When you reach the line with "use crate::osc::UdpTransport;" in the listing below, transcribe it and each line after it up to and including the line with "impl MidiSink for", exactly and with nothing else.

════════

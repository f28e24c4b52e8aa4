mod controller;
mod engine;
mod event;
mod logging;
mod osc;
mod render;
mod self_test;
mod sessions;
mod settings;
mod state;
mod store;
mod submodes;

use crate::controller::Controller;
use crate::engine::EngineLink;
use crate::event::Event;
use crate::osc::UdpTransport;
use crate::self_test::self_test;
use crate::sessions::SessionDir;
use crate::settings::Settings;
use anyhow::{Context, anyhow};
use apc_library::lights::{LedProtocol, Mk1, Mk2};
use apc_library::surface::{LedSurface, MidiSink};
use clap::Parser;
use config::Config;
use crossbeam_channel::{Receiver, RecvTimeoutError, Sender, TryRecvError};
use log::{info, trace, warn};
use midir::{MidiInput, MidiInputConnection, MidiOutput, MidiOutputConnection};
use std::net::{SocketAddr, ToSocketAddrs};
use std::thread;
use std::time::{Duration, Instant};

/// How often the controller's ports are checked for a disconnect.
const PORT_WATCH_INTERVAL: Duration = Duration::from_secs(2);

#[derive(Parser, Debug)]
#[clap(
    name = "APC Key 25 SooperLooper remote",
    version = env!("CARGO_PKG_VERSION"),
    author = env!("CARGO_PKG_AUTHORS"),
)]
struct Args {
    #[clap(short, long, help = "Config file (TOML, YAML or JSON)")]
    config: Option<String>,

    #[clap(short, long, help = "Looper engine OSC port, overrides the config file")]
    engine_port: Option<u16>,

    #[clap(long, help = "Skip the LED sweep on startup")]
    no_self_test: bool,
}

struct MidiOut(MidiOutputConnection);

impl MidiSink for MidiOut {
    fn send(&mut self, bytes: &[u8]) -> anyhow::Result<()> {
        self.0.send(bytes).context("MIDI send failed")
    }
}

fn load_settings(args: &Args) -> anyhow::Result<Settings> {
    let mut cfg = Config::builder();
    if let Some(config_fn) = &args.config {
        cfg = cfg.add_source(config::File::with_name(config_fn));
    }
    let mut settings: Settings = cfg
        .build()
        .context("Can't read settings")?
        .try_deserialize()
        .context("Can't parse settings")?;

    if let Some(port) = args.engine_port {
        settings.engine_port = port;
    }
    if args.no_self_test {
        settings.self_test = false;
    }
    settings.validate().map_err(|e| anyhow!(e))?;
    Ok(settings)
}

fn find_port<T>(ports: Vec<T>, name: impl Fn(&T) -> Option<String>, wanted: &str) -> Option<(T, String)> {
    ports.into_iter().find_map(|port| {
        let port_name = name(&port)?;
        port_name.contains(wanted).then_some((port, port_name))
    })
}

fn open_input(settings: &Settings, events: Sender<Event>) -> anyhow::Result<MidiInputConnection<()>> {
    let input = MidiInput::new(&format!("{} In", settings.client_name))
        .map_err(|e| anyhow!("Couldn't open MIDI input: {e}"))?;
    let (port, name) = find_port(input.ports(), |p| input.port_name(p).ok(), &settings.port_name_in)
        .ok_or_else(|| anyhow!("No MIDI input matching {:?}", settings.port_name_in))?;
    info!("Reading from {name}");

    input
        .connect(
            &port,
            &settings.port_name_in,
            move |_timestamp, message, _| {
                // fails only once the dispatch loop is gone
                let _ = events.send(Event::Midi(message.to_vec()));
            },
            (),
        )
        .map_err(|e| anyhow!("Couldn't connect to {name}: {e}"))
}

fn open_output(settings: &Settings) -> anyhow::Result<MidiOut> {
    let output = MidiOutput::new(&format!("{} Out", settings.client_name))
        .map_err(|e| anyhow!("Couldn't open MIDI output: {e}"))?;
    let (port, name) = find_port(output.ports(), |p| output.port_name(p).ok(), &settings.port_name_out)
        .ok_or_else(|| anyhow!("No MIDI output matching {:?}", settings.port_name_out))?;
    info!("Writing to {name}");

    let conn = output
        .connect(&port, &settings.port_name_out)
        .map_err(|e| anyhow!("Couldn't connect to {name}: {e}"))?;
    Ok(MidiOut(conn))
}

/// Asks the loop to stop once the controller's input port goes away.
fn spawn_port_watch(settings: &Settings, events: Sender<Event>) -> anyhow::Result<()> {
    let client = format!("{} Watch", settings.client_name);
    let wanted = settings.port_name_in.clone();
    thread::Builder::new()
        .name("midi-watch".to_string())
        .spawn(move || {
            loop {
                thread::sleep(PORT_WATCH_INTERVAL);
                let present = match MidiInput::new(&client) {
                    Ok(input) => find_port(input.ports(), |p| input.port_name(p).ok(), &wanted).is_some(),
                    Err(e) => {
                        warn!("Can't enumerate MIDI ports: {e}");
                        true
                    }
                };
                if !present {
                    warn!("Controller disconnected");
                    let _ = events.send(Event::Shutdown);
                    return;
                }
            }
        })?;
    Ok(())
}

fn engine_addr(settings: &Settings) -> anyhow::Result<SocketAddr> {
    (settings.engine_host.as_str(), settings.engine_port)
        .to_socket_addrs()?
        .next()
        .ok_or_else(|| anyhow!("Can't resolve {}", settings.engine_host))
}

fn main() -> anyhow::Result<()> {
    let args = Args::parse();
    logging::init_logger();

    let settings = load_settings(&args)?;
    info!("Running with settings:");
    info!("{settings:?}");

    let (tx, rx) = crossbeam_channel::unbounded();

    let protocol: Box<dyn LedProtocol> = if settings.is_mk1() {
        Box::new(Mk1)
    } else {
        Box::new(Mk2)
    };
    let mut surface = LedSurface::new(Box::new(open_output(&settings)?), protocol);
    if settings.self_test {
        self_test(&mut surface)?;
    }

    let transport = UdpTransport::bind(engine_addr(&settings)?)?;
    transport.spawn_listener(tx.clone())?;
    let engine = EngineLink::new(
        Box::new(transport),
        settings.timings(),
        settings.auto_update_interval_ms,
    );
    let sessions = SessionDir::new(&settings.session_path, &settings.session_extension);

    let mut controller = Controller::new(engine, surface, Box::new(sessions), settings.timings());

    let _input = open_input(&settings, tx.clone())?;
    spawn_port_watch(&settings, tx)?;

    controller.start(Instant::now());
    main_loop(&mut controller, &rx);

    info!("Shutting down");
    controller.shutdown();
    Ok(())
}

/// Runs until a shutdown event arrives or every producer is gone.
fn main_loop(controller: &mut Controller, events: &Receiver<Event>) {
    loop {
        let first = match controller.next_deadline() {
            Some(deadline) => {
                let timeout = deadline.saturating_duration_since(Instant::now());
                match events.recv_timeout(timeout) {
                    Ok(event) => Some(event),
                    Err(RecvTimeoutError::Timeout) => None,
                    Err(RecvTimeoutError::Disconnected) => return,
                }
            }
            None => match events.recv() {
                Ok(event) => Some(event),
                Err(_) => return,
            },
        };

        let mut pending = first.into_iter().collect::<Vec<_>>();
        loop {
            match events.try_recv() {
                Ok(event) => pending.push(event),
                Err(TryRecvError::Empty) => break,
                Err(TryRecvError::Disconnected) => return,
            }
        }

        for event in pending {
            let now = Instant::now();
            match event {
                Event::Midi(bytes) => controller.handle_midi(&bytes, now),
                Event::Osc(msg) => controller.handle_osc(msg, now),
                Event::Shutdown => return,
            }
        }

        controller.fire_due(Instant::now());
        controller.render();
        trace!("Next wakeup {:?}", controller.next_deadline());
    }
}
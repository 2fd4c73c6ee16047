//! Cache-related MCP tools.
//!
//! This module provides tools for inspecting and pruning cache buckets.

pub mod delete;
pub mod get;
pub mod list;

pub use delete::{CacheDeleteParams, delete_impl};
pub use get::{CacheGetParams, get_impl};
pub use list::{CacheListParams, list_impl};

════════

**COMPLETED TASK**
use crate::osc::UdpTransport;
use crate::self_test::self_test;
use crate::sessions::SessionDir;
use crate::settings::Settings;
use anyhow::{Context, anyhow};
use apc_library::lights::{LedProtocol, Mk1, Mk2};
use apc_library::surface::{LedSurface, MidiSink};
use clap::Parser;
use config::Config;
use crossbeam_channel::{Receiver, RecvTimeoutError, Sender, TryRecvError};
use log::{info, trace, warn};
use midir::{MidiInput, MidiInputConnection, MidiOutput, MidiOutputConnection};
use std::net::{SocketAddr, ToSocketAddrs};
use std::thread;
use std::time::{Duration, Instant};

/// How often the controller's ports are checked for a disconnect.
const PORT_WATCH_INTERVAL: Duration = Duration::from_secs(2);

#[derive(Parser, Debug)]
#[clap(
    name = "APC Key 25 SooperLooper remote",
    version = env!("CARGO_PKG_VERSION"),
    author = env!("CARGO_PKG_AUTHORS"),
)]
struct Args {
    #[clap(short, long, help = "Config file (TOML, YAML or JSON)")]
    config: Option<String>,

    #[clap(short, long, help = "Looper engine OSC port, overrides the config file")]
    engine_port: Option<u16>,

    #[clap(long, help = "Skip the LED sweep on startup")]
    no_self_test: bool,
}

struct MidiOut(MidiOutputConnection);

impl MidiSink for MidiOut {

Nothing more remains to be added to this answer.